**INSTRUCTIONS FOR THE TASK**
Keeping each line exactly as it is, output all of the records.

[Data extracted from a collection]
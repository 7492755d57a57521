#![cfg_attr(feature = "fail-on-warnings", deny(warnings))]
#![warn(clippy::all, clippy::pedantic, clippy::nursery, clippy::cargo)]
#![allow(clippy::multiple_crate_versions, clippy::cargo_common_metadata)]

//! CLI entry point for neighborhood zoning lookups.
//!
//! Coordinates come from an external geocoder; this tool never parses
//! addresses.

use std::time::Duration;

use clap::{Parser, Subcommand};
use zone_map_jurisdiction::registry::global;
use zone_map_jurisdiction::{JurisdictionResolver, Resolution};
use zone_map_neighborhood::{
    AnalysisOptions, DEFAULT_FETCH_TIMEOUT, DEFAULT_HIGH_DIVERSITY_ZONE_COUNT,
    DEFAULT_RADIUS_METERS, NeighborhoodAnalyzer,
};
use zone_map_parcel::ParcelGateway;
use zone_map_zoning_models::GeoPoint;

#[derive(Parser)]
#[command(name = "zone_map", about = "Neighborhood zoning analysis")]
struct Cli {
    #[command(subcommand)]
    command: Commands,
}

#[derive(Subcommand)]
enum Commands {
    /// Show which jurisdiction governs a point
    Resolve {
        /// Latitude in decimal degrees
        #[arg(long, allow_negative_numbers = true)]
        lat: f64,
        /// Longitude in decimal degrees
        #[arg(long, allow_negative_numbers = true)]
        lng: f64,
    },
    /// Analyze the zoning of the neighborhood around a point
    Analyze {
        /// Latitude in decimal degrees
        #[arg(long, allow_negative_numbers = true)]
        lat: f64,
        /// Longitude in decimal degrees
        #[arg(long, allow_negative_numbers = true)]
        lng: f64,
        /// Search radius in meters for nearby parcels
        #[arg(long, default_value_t = DEFAULT_RADIUS_METERS)]
        radius: f64,
        /// Time budget in seconds for each parcel data fetch
        #[arg(long, default_value_t = DEFAULT_FETCH_TIMEOUT.as_secs())]
        timeout_secs: u64,
        /// Distinct zone count that marks a neighborhood as transitional
        #[arg(long, default_value_t = DEFAULT_HIGH_DIVERSITY_ZONE_COUNT)]
        diversity_zones: usize,
        /// Pretty-print the JSON output
        #[arg(long)]
        pretty: bool,
    },
    /// List all configured jurisdictions
    Jurisdictions,
}

#[tokio::main]
async fn main() -> Result<(), Box<dyn std::error::Error>> {
    pretty_env_logger::init_custom_env("RUST_LOG");
    let cli = Cli::parse();

    match cli.command {
        Commands::Jurisdictions => {
            let registry = global();
            println!("{:<20} {:<18} {:<8} NAME", "ID", "KIND", "PARENT");
            println!("{}", "-".repeat(70));
            for config in registry.all() {
                println!(
                    "{:<20} {:<18} {:<8} {}",
                    config.id(),
                    config.kind().as_ref(),
                    config.source().parent.as_deref().unwrap_or("-"),
                    config.name()
                );
            }
        }
        Commands::Resolve { lat, lng } => {
            let point = GeoPoint::new(lng, lat);
            let resolver = load_resolver().await?;
            let resolution = resolver.resolve(point)?;
            println!(
                "{}",
                serde_json::to_string_pretty(&resolution_json(&resolution))?
            );
        }
        Commands::Analyze {
            lat,
            lng,
            radius,
            timeout_secs,
            diversity_zones,
            pretty,
        } => {
            let point = GeoPoint::new(lng, lat);
            let options = AnalysisOptions {
                radius_meters: radius,
                fetch_timeout: Duration::from_secs(timeout_secs),
                high_diversity_zone_count: diversity_zones,
            };
            options.validate()?;

            let resolver = load_resolver().await?;
            let resolution = resolver.resolve(point)?;
            log::info!(
                "Analyzing ({lng}, {lat}) in {}{}",
                resolution.jurisdiction.name,
                if resolution.unverified {
                    " (unverified)"
                } else {
                    ""
                }
            );

            let gateway = ParcelGateway::new(options.fetch_timeout)?;
            let analyzer = NeighborhoodAnalyzer::new(global(), gateway);
            let analysis = analyzer
                .analyze(&resolution, point, &options)
                .await?;

            let json = if pretty {
                serde_json::to_string_pretty(&analysis)?
            } else {
                serde_json::to_string(&analysis)?
            };
            println!("{json}");

            if analysis.is_partial() {
                eprintln!("WARNING: neighborhood data unavailable; this analysis is partial");
            }
            if analysis.unverified {
                eprintln!(
                    "WARNING: town boundary not verified for this point; county data was used"
                );
            }
        }
    }

    Ok(())
}

/// Builds the resolver, fetching any remote town boundaries.
async fn load_resolver() -> Result<JurisdictionResolver, Box<dyn std::error::Error>> {
    let client = reqwest::Client::builder()
        .timeout(Duration::from_secs(30))
        .build()?;
    Ok(JurisdictionResolver::load(&client, global()).await?)
}

fn resolution_json(resolution: &Resolution) -> serde_json::Value {
    serde_json::json!({
        "jurisdictionId": resolution.jurisdiction.id,
        "jurisdictionName": resolution.jurisdiction.name,
        "kind": resolution.jurisdiction.kind.as_ref(),
        "unverified": resolution.unverified,
        "placeholderTown": resolution.placeholder_town,
    })
}

#[cfg(test)]
mod tests {
    use clap::CommandFactory;

    use super::*;

    #[test]
    fn cli_definition_is_valid() {
        Cli::command().debug_assert();
    }

    #[test]
    fn parses_negative_longitude() {
        let cli = Cli::try_parse_from([
            "zone_map", "analyze", "--lat", "35.91", "--lng", "-79.06", "--radius", "400",
        ])
        .unwrap();
        let Commands::Analyze {
            lat, lng, radius, ..
        } = cli.command
        else {
            panic!("expected analyze");
        };
        assert!((lat - 35.91).abs() < f64::EPSILON);
        assert!((lng - -79.06).abs() < f64::EPSILON);
        assert!((radius - 400.0).abs() < f64::EPSILON);
    }

    #[test]
    fn analyze_defaults_match_library_defaults() {
        let cli = Cli::try_parse_from(["zone_map", "analyze", "--lat", "36.1", "--lng", "-79.2"])
            .unwrap();
        let Commands::Analyze {
            radius,
            timeout_secs,
            diversity_zones,
            ..
        } = cli.command
        else {
            panic!("expected analyze");
        };
        let defaults = AnalysisOptions::default();
        assert!((radius - defaults.radius_meters).abs() < f64::EPSILON);
        assert_eq!(Duration::from_secs(timeout_secs), defaults.fetch_timeout);
        assert_eq!(diversity_zones, defaults.high_diversity_zone_count);
    }

    #[test]
    fn placeholder_resolution_is_reported() {
        let resolver = JurisdictionResolver::from_static(global()).unwrap();
        let resolution = resolver.resolve(GeoPoint::new(-79.10, 36.07)).unwrap();
        let json = resolution_json(&resolution);
        assert_eq!(json["jurisdictionId"], "orange_county_nc");
        assert_eq!(json["kind"], "county");
        assert_eq!(json["unverified"], true);
        assert_eq!(json["placeholderTown"], "hillsborough");
    }
}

**RESPONSE**
repository 7492755d57a57521
#![cfg_attr(feature = "fail-on-warnings", deny(warnings))]
#![warn(clippy::all, clippy::pedantic, clippy::nursery, clippy::cargo)]
#![allow(clippy::multiple_crate_versions, clippy::cargo_common_metadata)]

//! CLI entry point for neighborhood zoning lookups.
//!
//! Coordinates come from an external geocoder; this tool never parses
//! addresses.

use std::time::Duration;

use clap::{Parser, Subcommand};
use zone_map_jurisdiction::registry::global;
use zone_map_jurisdiction::{JurisdictionResolver, Resolution};
use zone_map_neighborhood::{
    AnalysisOptions, DEFAULT_FETCH_TIMEOUT, DEFAULT_HIGH_DIVERSITY_ZONE_COUNT,
    DEFAULT_RADIUS_METERS, NeighborhoodAnalyzer,
};
use zone_map_parcel::ParcelGateway;
use zone_map_zoning_models::GeoPoint;

#[derive(Parser)]
#[command(name = "zone_map", about = "Neighborhood zoning analysis")]
struct Cli {
    #[command(subcommand)]
    command: Commands,
}

#[derive(Subcommand)]
enum Commands {
    /// Show which jurisdiction governs a point
    Resolve {
        /// Latitude in decimal degrees
        #[arg(long, allow_negative_numbers = true)]
        lat: f64,
        /// Longitude in decimal degrees
        #[arg(long, allow_negative_numbers = true)]
        lng: f64,
    },
    /// Analyze the zoning of the neighborhood around a point
    Analyze {
        /// Latitude in decimal degrees
        #[arg(long, allow_negative_numbers = true)]
        lat: f64,
        /// Longitude in decimal degrees
        #[arg(long, allow_negative_numbers = true)]
        lng: f64,
        /// Search radius in meters for nearby parcels
        #[arg(long, default_value_t = DEFAULT_RADIUS_METERS)]
        radius: f64,
        /// Time budget in seconds for each parcel data fetch
        #[arg(long, default_value_t = DEFAULT_FETCH_TIMEOUT.as_secs())]
        timeout_secs: u64,
        /// Distinct zone count that marks a neighborhood as transitional
        #[arg(long, default_value_t = DEFAULT_HIGH_DIVERSITY_ZONE_COUNT)]
        diversity_zones: usize,
        /// Pretty-print the JSON output
        #[arg(long)]
        pretty: bool,
    },
    /// List all configured jurisdictions
    Jurisdictions,
}

#[tokio::main]
async fn main() -> Result<(), Box<dyn std::error::Error>> {
    pretty_env_logger::init_custom_env("RUST_LOG");
    let cli = Cli::parse();

    match cli.command {
        Commands::Jurisdictions => {
            let registry = global();
            println!("{:<20} {:<18} {:<8} NAME", "ID", "KIND", "PARENT");
            println!("{}", "-".repeat(70));
            for config in registry.all() {
                println!(
                    "{:<20} {:<18} {:<8} {}",
                    config.id(),
                    config.kind().as_ref(),
                    config.source().parent.as_deref().unwrap_or("-"),
                    config.name()
                );
            }
        }
        Commands::Resolve { lat, lng } => {
            let point = GeoPoint::new(lng, lat);
            let resolver = load_resolver().await?;
            let resolution = resolver.resolve(point)?;
            println!(
                "{}",
                serde_json::to_string_pretty(&resolution_json(&resolution))?
            );
        }
        Commands::Analyze {
            lat,
            lng,
            radius,
            timeout_secs,
            diversity_zones,
            pretty,
        } => {
            let point = GeoPoint::new(lng, lat);
            let options = AnalysisOptions {
                radius_meters: radius,
                fetch_timeout: Duration::from_secs(timeout_secs),
                high_diversity_zone_count: diversity_zones,
            };
            options.validate()?;

            let resolver = load_resolver().await?;
            let resolution = resolver.resolve(point)?;
            log::info!(
                "Analyzing ({lng}, {lat}) in {}{}",
                resolution.jurisdiction.name,
                if resolution.unverified {
                    " (unverified)"
                } else {
                    ""
                }
            );

            let gateway = ParcelGateway::new(options.fetch_timeout)?;
            let analyzer = NeighborhoodAnalyzer::new(global(), gateway);
            let analysis = analyzer
                .analyze(&resolution, point, &options)
                .await?;

            let json = if pretty {
                serde_json::to_string_pretty(&analysis)?
            } else {
                serde_json::to_string(&analysis)?
            };
            println!("{json}");

            if analysis.is_partial() {
                eprintln!("WARNING: neighborhood data unavailable; this analysis is partial");
            }
            if analysis.unverified {
                eprintln!(
                    "WARNING: town boundary not verified for this point; county data was used"
                );
            }
        }
    }

    Ok(())
}

/// Builds the resolver, fetching any remote town boundaries.
async fn load_resolver() -> Result<JurisdictionResolver, Box<dyn std::error::Error>> {
    let client = reqwest::Client::builder()
        .timeout(Duration::from_secs(30))
        .build()?;
    Ok(JurisdictionResolver::load(&client, global()).await?)
}

fn resolution_json(resolution: &Resolution) -> serde_json::Value {
    serde_json::json!({
        "jurisdictionId": resolution.jurisdiction.id,
        "jurisdictionName": resolution.jurisdiction.name,
        "kind": resolution.jurisdiction.kind.as_ref(),
        "unverified": resolution.unverified,
        "placeholderTown": resolution.placeholder_town,
    })
}

#[cfg(test)]
mod tests {
    use clap::CommandFactory;

    use super::*;

    #[test]
    fn cli_definition_is_valid() {
        Cli::command().debug_assert();
    }

    #[test]
    fn parses_negative_longitude() {
        let cli = Cli::try_parse_from([
            "zone_map", "analyze", "--lat", "35.91", "--lng", "-79.06", "--radius", "400",
        ])
        .unwrap();
        let Commands::Analyze {
            lat, lng, radius, ..
        } = cli.command
        else {
            panic!("expected analyze");
        };
        assert!((lat - 35.91).abs() < f64::EPSILON);
        assert!((lng - -79.06).abs() < f64::EPSILON);
        assert!((radius - 400.0).abs() < f64::EPSILON);
    }

    #[test]
    fn analyze_defaults_match_library_defaults() {
        let cli = Cli::try_parse_from(["zone_map", "analyze", "--lat", "36.1", "--lng", "-79.2"])
            .unwrap();
        let Commands::Analyze {
            radius,
            timeout_secs,
            diversity_zones,
            ..
        } = cli.command
        else {
            panic!("expected analyze");
        };
        let defaults = AnalysisOptions::default();
        assert!((radius - defaults.radius_meters).abs() < f64::EPSILON);
        assert_eq!(Duration::from_secs(timeout_secs), defaults.fetch_timeout);
        assert_eq!(diversity_zones, defaults.high_diversity_zone_count);
    }

    #[test]
    fn placeholder_resolution_is_reported() {
        let resolver = JurisdictionResolver::from_static(global()).unwrap();
        let resolution = resolver.resolve(GeoPoint::new(-79.10, 36.07)).unwrap();
        let json = resolution_json(&resolution);
        assert_eq!(json["jurisdictionId"], "orange_county_nc");
        assert_eq!(json["kind"], "county");
        assert_eq!(json["unverified"], true);
        assert_eq!(json["placeholderTown"], "hillsborough");
    }
}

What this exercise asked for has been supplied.